Where a line in the entries below contains the word "LowModelConfidence", count it. Return the total alone.

MATERIAL TO PROCESS section start

//! Alert vocabulary shared by the rule evaluator, the shift detector and
//! the stores.

use std::fmt;
use std::str::FromStr;

use chrono::{DateTime, Utc};
use serde::{Deserialize, Serialize};
use thiserror::Error;

use super::stats::BehaviorStats;

#[derive(Debug, Clone, Copy, PartialEq, Eq, Hash, Serialize, Deserialize)]
#[serde(rename_all = "SCREAMING_SNAKE_CASE")]
pub enum AlertType {
    // Per prediction
    HighPredictionEntropy,
    LowModelConfidence,

    // Per window
    MeanShift,
    RiskRatioShift,
}

#[derive(Debug, Clone, Copy, PartialEq, Eq, Hash, Serialize, Deserialize)]
#[serde(rename_all = "SCREAMING_SNAKE_CASE")]
pub enum AlertFamily {
    Confidence,
    ModelBehavior,
}

#[derive(Debug, Clone, Copy, PartialEq, Eq, Serialize, Deserialize)]
#[serde(rename_all = "SCREAMING_SNAKE_CASE")]
pub enum Severity {
    Medium,
    High,
}

impl AlertType {
    pub const ALL: [AlertType; 4] = [
        AlertType::HighPredictionEntropy,
        AlertType::LowModelConfidence,
        AlertType::MeanShift,
        AlertType::RiskRatioShift,
    ];

    pub fn as_str(&self) -> &'static str {
        match self {
            AlertType::HighPredictionEntropy => "HIGH_PREDICTION_ENTROPY",
            AlertType::LowModelConfidence => "LOW_MODEL_CONFIDENCE",
            AlertType::MeanShift => "MEAN_SHIFT",
            AlertType::RiskRatioShift => "RISK_RATIO_SHIFT",
        }
    }

    pub fn family(&self) -> AlertFamily {
        match self {
            AlertType::HighPredictionEntropy | AlertType::LowModelConfidence => AlertFamily::Confidence,
            AlertType::MeanShift | AlertType::RiskRatioShift => AlertFamily::ModelBehavior,
        }
    }

    pub fn severity(&self) -> Severity {
        match self.family() {
            AlertFamily::Confidence => Severity::Medium,
            AlertFamily::ModelBehavior => Severity::High,
        }
    }

    pub fn description(&self) -> &'static str {
        match self {
            AlertType::HighPredictionEntropy => "Model uncertainty exceeds safe threshold",
            AlertType::LowModelConfidence => "Prediction probability in borderline range (40-60%)",
            AlertType::MeanShift => "Mean fraud probability moved beyond one baseline standard deviation",
            AlertType::RiskRatioShift => "High-risk prediction ratio left its expected band",
        }
    }
}

impl fmt::Display for AlertType {
    fn fmt(&self, f: &mut fmt::Formatter<'_>) -> fmt::Result {
        f.write_str(self.as_str())
    }
}

#[derive(Debug, Clone, PartialEq, Eq, Error)]
#[error("unknown alert type '{0}'")]
pub struct UnknownAlertType(pub String);

impl FromStr for AlertType {
    type Err = UnknownAlertType;

    fn from_str(s: &str) -> Result<Self, Self::Err> {
        AlertType::ALL
            .into_iter()
            .find(|t| t.as_str() == s)
            .ok_or_else(|| UnknownAlertType(s.to_string()))
    }
}

/// Which alerts a count should include
#[derive(Debug, Clone, PartialEq, Eq)]
pub enum AlertFilter {
    All,
    Family(AlertFamily),
    Types(Vec<AlertType>),
}

impl AlertFilter {
    pub fn matches(&self, alert_type: AlertType) -> bool {
        match self {
            AlertFilter::All => true,
            AlertFilter::Family(family) => alert_type.family() == *family,
            AlertFilter::Types(types) => types.contains(&alert_type),
        }
    }

    /// Concrete alert types selected by this filter
    pub fn types(&self) -> Vec<AlertType> {
        AlertType::ALL.into_iter().filter(|t| self.matches(*t)).collect()
    }
}

#[derive(Debug, Clone, PartialEq, Serialize, Deserialize)]
#[serde(tag = "category", rename_all = "SCREAMING_SNAKE_CASE")]
pub enum AlertDetail {
    Confidence {
        probability: f64,
        entropy: f64,
    },
    ModelBehavior {
        baseline: BehaviorStats,
        recent: BehaviorStats,
    },
}

/// A persisted alert, as read back from a store
#[derive(Debug, Clone, PartialEq, Serialize, Deserialize)]
pub struct AlertRecord {
    pub id: i64,
    pub model_name: String,
    pub alert_type: AlertType,
    pub detail: AlertDetail,
    pub created_at: DateTime<Utc>,
}

#[cfg(test)]
mod tests {
    use super::*;

    #[test]
    fn test_alert_type_round_trips_through_str() {
        for alert_type in AlertType::ALL {
            assert_eq!(alert_type.as_str().parse::<AlertType>(), Ok(alert_type));
        }
        let err = "DATA_DRIFT".parse::<AlertType>().unwrap_err();
        assert_eq!(err.to_string(), "unknown alert type 'DATA_DRIFT'");
    }

    #[test]
    fn test_serde_name_matches_as_str() {
        let json = serde_json::to_string(&AlertType::RiskRatioShift).unwrap();
        assert_eq!(json, "\"RISK_RATIO_SHIFT\"");
    }

    #[test]
    fn test_families_and_severity() {
        assert_eq!(AlertType::LowModelConfidence.family(), AlertFamily::Confidence);
        assert_eq!(AlertType::MeanShift.family(), AlertFamily::ModelBehavior);
        assert_eq!(AlertType::HighPredictionEntropy.severity(), Severity::Medium);
        assert_eq!(AlertType::RiskRatioShift.severity(), Severity::High);
    }

    #[test]
    fn test_filter_selection() {
        let confidence = AlertFilter::Family(AlertFamily::Confidence);
        assert_eq!(
            confidence.types(),
            vec![AlertType::HighPredictionEntropy, AlertType::LowModelConfidence]
        );
        assert_eq!(AlertFilter::All.types().len(), 4);
        assert!(!AlertFilter::Types(vec![AlertType::MeanShift]).matches(AlertType::RiskRatioShift));
    }
}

MATERIAL TO PROCESS section end

▸ **ANSWER TO THIS TASK**: 7